**Task prompt:** Across the material below, how many lines contain the word "dropped"? Give only the number.

★ ★ ★

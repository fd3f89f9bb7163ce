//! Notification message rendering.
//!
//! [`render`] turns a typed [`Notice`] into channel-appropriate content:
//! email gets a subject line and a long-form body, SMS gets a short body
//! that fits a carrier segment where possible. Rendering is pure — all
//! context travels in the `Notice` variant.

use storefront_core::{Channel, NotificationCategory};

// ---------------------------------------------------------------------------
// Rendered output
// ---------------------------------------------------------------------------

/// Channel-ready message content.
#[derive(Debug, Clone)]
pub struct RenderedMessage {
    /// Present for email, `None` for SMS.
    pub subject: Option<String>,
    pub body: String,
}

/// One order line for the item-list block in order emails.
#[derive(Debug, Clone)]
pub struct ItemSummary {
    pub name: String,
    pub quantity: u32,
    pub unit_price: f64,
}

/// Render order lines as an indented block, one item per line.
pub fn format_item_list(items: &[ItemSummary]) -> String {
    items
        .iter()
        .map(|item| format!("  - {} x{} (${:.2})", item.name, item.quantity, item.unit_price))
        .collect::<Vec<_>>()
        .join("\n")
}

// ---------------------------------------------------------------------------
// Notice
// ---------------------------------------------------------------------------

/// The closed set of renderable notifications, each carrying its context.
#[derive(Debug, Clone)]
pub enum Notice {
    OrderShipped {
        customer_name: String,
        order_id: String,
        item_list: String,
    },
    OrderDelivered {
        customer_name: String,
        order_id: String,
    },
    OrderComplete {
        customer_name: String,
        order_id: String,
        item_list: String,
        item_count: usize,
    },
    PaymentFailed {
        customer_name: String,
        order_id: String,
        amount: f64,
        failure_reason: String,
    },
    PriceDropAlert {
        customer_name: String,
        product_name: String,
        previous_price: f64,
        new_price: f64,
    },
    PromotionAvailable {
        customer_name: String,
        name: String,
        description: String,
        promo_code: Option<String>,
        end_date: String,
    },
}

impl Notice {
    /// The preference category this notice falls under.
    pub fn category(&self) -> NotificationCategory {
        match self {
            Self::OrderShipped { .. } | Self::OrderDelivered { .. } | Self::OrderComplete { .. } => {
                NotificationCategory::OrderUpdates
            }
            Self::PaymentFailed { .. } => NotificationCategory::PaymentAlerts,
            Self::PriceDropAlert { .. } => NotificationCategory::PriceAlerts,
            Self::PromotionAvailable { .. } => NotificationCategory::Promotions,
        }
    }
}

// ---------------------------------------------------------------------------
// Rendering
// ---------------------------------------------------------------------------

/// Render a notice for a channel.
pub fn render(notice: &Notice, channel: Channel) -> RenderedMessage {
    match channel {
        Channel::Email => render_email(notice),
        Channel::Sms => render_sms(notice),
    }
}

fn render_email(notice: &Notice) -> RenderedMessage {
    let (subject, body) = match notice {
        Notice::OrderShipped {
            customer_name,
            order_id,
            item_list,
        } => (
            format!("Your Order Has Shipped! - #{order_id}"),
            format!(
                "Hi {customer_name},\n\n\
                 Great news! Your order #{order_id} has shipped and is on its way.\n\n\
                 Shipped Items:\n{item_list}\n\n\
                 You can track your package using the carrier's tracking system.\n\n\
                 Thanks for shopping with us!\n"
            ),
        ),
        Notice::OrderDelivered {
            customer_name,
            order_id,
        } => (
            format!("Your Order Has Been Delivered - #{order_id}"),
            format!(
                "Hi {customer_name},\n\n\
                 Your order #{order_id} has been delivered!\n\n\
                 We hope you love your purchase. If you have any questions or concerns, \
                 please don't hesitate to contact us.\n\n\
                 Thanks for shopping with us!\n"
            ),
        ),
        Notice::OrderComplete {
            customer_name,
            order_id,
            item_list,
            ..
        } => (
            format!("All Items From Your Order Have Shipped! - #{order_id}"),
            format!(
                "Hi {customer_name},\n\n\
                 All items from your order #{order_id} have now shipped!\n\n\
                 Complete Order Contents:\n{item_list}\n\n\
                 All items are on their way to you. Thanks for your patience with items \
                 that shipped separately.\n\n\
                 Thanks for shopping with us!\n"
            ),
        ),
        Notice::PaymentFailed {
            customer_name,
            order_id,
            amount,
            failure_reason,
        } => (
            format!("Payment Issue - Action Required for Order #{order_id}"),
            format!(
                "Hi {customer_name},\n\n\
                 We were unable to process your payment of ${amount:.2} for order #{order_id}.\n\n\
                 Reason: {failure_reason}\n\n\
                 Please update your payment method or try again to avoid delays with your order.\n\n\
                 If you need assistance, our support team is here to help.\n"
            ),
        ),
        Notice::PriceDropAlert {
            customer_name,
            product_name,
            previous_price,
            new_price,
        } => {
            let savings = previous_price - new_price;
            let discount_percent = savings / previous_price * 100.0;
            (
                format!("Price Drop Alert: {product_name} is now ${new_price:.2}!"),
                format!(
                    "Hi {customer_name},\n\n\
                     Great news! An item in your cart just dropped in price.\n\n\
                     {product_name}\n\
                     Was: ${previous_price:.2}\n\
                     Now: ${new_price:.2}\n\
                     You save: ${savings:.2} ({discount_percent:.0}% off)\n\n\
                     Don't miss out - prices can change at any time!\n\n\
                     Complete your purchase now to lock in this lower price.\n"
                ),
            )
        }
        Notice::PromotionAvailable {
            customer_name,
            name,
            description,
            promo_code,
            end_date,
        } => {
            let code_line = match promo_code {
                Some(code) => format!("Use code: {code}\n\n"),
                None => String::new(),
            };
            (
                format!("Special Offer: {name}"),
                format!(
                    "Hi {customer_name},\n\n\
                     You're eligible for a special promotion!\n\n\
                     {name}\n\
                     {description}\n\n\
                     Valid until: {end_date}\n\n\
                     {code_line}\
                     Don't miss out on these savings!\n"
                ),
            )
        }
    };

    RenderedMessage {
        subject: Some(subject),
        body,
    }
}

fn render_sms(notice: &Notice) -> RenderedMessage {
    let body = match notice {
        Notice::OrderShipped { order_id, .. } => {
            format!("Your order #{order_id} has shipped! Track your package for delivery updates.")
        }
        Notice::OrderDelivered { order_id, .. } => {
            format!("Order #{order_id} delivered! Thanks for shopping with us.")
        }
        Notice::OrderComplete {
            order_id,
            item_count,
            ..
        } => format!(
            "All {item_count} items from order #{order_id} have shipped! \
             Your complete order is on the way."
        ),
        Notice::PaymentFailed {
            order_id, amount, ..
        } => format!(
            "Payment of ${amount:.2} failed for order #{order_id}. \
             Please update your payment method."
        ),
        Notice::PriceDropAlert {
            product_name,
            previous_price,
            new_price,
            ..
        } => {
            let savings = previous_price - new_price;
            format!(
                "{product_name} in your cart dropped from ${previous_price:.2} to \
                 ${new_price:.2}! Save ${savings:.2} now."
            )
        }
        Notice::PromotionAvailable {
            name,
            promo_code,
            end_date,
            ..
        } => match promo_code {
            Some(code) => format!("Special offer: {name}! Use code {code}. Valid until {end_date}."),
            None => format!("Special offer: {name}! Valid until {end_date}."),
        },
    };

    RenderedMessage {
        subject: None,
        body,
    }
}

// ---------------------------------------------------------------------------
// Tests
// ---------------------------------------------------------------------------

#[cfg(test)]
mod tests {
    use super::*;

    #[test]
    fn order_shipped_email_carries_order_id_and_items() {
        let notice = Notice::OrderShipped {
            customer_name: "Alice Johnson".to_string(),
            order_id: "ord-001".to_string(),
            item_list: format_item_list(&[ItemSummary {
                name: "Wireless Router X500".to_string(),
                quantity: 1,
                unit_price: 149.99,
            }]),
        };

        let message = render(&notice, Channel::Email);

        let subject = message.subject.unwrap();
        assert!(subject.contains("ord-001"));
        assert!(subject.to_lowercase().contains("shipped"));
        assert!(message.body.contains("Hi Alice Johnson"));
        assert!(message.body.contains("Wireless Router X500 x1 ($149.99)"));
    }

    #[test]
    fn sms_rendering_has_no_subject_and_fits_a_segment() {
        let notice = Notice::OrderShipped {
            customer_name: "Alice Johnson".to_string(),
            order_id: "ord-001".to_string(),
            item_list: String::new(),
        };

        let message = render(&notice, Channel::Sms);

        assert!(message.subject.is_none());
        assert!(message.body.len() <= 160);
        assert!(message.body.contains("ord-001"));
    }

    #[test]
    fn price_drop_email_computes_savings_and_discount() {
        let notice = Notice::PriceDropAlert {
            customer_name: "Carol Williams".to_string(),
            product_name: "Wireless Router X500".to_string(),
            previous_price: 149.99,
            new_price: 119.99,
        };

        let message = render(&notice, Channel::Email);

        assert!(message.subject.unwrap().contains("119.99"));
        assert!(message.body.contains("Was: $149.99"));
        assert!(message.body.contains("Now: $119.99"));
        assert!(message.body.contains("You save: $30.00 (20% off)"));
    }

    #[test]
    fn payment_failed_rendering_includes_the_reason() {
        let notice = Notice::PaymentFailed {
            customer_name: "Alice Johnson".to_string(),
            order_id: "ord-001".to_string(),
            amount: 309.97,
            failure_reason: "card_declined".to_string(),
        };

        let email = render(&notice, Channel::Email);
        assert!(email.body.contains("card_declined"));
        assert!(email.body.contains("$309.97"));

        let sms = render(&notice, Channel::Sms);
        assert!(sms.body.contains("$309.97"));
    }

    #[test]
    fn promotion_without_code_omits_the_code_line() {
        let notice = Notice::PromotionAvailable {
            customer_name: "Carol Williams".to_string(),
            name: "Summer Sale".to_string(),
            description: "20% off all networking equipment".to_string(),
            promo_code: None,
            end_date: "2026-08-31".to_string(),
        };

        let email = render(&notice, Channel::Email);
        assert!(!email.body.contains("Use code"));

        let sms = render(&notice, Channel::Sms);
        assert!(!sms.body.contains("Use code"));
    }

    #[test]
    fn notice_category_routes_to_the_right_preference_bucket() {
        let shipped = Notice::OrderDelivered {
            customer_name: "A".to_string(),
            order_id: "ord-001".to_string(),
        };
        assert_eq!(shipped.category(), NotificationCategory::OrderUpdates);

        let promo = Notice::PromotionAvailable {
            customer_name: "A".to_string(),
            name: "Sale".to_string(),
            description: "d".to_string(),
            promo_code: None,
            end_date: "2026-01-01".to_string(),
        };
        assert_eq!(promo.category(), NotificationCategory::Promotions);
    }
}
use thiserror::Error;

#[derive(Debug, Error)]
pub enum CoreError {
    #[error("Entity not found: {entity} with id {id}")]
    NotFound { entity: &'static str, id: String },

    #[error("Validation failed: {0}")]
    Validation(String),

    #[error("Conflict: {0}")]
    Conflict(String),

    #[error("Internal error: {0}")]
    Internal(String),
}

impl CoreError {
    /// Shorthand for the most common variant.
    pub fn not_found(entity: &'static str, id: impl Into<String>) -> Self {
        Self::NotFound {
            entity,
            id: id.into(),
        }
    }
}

★ ★ ★

**Worked solution:** 2